Das Barockschloss Loučeň liegt etwa 60 Kilometer von Prag entfernt, in der Nähe des Städtchens Nymburk. Die symbolische Figur, die hier die Besucher durch die Schlosszimmer führt, ist die „Weiße Frau“. Der Legende nach soll es der Geist der Adeligen Tereza Berková z Dubé sein. Nach der Schlacht am Weißen Berg lebte die Dame, die sich zum protestantischen Glauben bekannt hatte, im Exil. Auf ihr geliebtes Loučeň sei sie erst nach dem Tod als guter Geist zurückgekehrt, so die Legende. Die Weiße Frau zeigt den Besuchern zu Beginn den prunkvollen Speisesaal:„Kommen Sie herein, meine Herrschaften, in den Speisesalon unseres Schlosses.
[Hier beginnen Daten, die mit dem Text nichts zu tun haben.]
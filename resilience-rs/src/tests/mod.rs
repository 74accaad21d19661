//! End-to-end tests for the resilience layer
//!
//! These exercise several components together through the in-memory
//! adapters.

pub mod breaker_tests;
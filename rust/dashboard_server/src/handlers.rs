// src/handlers.rs

use actix_web::{get, web, HttpResponse, Responder};
use stock_frames::frame::write_csv;
use stock_frames::views::correlation_heatmap;
use stock_frames::{catalog, CorrelationOutcome, DashboardData, Field, FrameError, Ticker};
use tracing::{debug, error};
use validator::Validate;

use crate::models::{
    ApiResponse, CompanyEntry, MetricQuery, MetricsPayload, ScatterQuery, SeriesQuery,
    TickersPayload,
};

fn bad_request(message: impl Into<String>) -> HttpResponse {
    HttpResponse::BadRequest().json(ApiResponse::<()>::failure(message))
}

fn not_found(message: impl Into<String>) -> HttpResponse {
    HttpResponse::NotFound().json(ApiResponse::<()>::failure(message))
}

// Malformed selections are the caller's fault; a well-formed one without a
// column is missing data
fn frame_error_response(err: FrameError) -> HttpResponse {
    match err {
        FrameError::MissingColumn { .. } => not_found(err.to_string()),
        _ => bad_request(err.to_string()),
    }
}

fn parse_selection(ticker: &str, names: &[&str]) -> Result<(Ticker, Vec<Field>), FrameError> {
    let ticker = Ticker::new(ticker)?;
    let fields = names
        .iter()
        .map(|metric| metric.parse::<Field>())
        .collect::<Result<Vec<_>, _>>()?;
    Ok((ticker, fields))
}

#[get("/health")]
pub async fn health_check() -> impl Responder {
    HttpResponse::Ok().body("OK")
}

#[get("/api/tickers")]
pub async fn tickers(data: web::Data<DashboardData>) -> impl Responder {
    let companies = data
        .tickers()
        .into_iter()
        .map(|ticker| CompanyEntry {
            name: catalog::company_name(&ticker).unwrap_or(ticker.as_str()).to_string(),
            ticker: ticker.to_string(),
        })
        .collect();

    HttpResponse::Ok().json(ApiResponse::ok(TickersPayload {
        companies,
        absences: data.absences().to_vec(),
    }))
}

#[get("/api/metrics")]
pub async fn metrics() -> impl Responder {
    HttpResponse::Ok().json(ApiResponse::ok(MetricsPayload {
        selectable: catalog::SELECTABLE_METRICS.to_vec(),
        heatmap: catalog::HEATMAP_METRICS.to_vec(),
        correlation: catalog::CORRELATION_METRICS.to_vec(),
    }))
}

#[get("/api/series")]
pub async fn series(
    data: web::Data<DashboardData>,
    query: web::Query<SeriesQuery>,
) -> impl Responder {
    if let Err(err) = query.validate() {
        return bad_request(err.to_string());
    }

    let (ticker, fields) = match parse_selection(&query.ticker, &[&query.metric]) {
        Ok(selection) => selection,
        Err(err) => return frame_error_response(err),
    };

    match data.line_series(&ticker, fields[0]) {
        Ok(line) => HttpResponse::Ok().json(ApiResponse::ok(line)),
        Err(err) => frame_error_response(err),
    }
}

#[get("/api/scatter")]
pub async fn scatter(
    data: web::Data<DashboardData>,
    query: web::Query<ScatterQuery>,
) -> impl Responder {
    if let Err(err) = query.validate() {
        return bad_request(err.to_string());
    }

    let (ticker, fields) = match parse_selection(&query.ticker, &[&query.x, &query.y]) {
        Ok(selection) => selection,
        Err(err) => return frame_error_response(err),
    };

    match data.scatter_series(&ticker, fields[0], fields[1]) {
        Ok(points) => HttpResponse::Ok().json(ApiResponse::ok(points)),
        Err(err) => frame_error_response(err),
    }
}

#[get("/api/heatmap/monthly")]
pub async fn monthly_heatmap(
    data: web::Data<DashboardData>,
    query: web::Query<MetricQuery>,
) -> impl Responder {
    if let Err(err) = query.validate() {
        return bad_request(err.to_string());
    }

    let field = match query.metric.parse::<Field>() {
        Ok(field) => field,
        Err(err) => return bad_request(err.to_string()),
    };

    match data.monthly_heatmap(field) {
        Some(heatmap) => HttpResponse::Ok().json(ApiResponse::ok(heatmap)),
        None => not_found(format!("No data available for the selected metric: {}", query.metric)),
    }
}

// Unknown metric names are treated like metrics with no columns
#[get("/api/correlation")]
pub async fn correlation(
    data: web::Data<DashboardData>,
    query: web::Query<MetricQuery>,
) -> impl Responder {
    if let Err(err) = query.validate() {
        return bad_request(err.to_string());
    }

    match data.correlation(&query.metric) {
        CorrelationOutcome::Matrix(matrix) => {
            debug!(field = %matrix.field(), tickers = matrix.dim(), "correlation computed");
            HttpResponse::Ok().json(ApiResponse::ok(correlation_heatmap(&matrix)))
        }
        CorrelationOutcome::NoData { field } => {
            not_found(format!("No data available for the selected metric: {}", field))
        }
    }
}

#[get("/api/table.csv")]
pub async fn table_csv(data: web::Data<DashboardData>) -> impl Responder {
    let csv = data
        .normalized()
        .to_dataframe()
        .and_then(|mut df| write_csv(&mut df));

    match csv {
        Ok(body) => HttpResponse::Ok().content_type("text/csv").body(body),
        Err(err) => {
            error!(error = %err, "failed to export normalized table");
            HttpResponse::InternalServerError()
                .json(ApiResponse::<()>::failure(format!("Failed to export table: {}", err)))
        }
    }
}
// src/main.rs

use dashboard_server::config::DashboardConfig;
use dashboard_server::run_server;
use dashboard_server::telemetry::init_tracing;
use query_service::PriceLoader;
use stock_frames::DashboardData;
use tracing::{error, info, warn};

#[actix_web::main]
async fn main() -> anyhow::Result<()> {
    let config = DashboardConfig::from_env()?;
    init_tracing(&config.log_level);

    info!(
        tickers = config.tickers.len(),
        start = %config.start_date,
        end = %config.end_date,
        provider = %config.provider_url,
        "downloading price history"
    );

    // A failed download for every ticker ends the session here
    let loader = PriceLoader::new(config.provider_url.clone());
    let raw = loader
        .fetch_all(&config.tickers, config.start_date, config.end_date)
        .await
        .map_err(|err| {
            error!(error = %err, "price history download failed");
            err
        })?;

    let data = DashboardData::from_raw(&raw);
    for absence in data.absences() {
        match absence.field {
            Some(field) => warn!(
                ticker = %absence.ticker,
                %field,
                reason = %absence.reason,
                "no data for field"
            ),
            None => warn!(
                ticker = %absence.ticker,
                reason = %absence.reason,
                "no data for ticker"
            ),
        }
    }

    info!("Starting dashboard server at http://{}", config.bind_addr);
    run_server(&config.bind_addr, data).await?;

    Ok(())
}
Hier traf die Familie des Schlossbesitzers beim Mittagessen zusammen, aber nur wenn Fürstin Marie von Thurn und Taxis zu Hause war. War die Fürstin gerade nicht zu Hause, hat ihr Mann oft nur in der Küche gegessen. Das habe ich selbst gesehen. Falls einer unserer kleinen Besucher ausprobieren möchte, wie es ist, am gedeckten Fürstentisch zu sitzen, kann er es gerne tun.“
Während der Besichtigung der Schlossräume vergisst die Weiße Frau nicht, den Besuchern Quizfragen zu stellen, damit sie auch hier einen Schlüssel zur 13. Schlosskammer erhalten können. Die Schlosszimmer in Loučeň sind teilweise noch so eingerichtet, wie unter den Thurn und Taxis, die vom Anfang des 19. Jahrhunderts bis zum Zweiten Weltkrieg in Loučeň gelebt haben. Die Thurn und Taxis hatten damals oft illustre Gäste zu Besuch – beispielsweise den Schriftsteller Mark Twain oder den Dichter Rainer Maria Rilke. Auch der tschechische Komponist Bedřich Smetana hat das Schloss gerne besucht.Schloss Loučeň ist zudem durch eine Reihe von Labyrinthen bekannt geworden. Die Besucher können die Irrgärten im Schlosspark besichtigen und natürlich auch ausprobieren. Und nicht zuletzt gibt es in Loučeň den ältesten Fußballverein Tschechiens – gegründet wurde er schon 1893.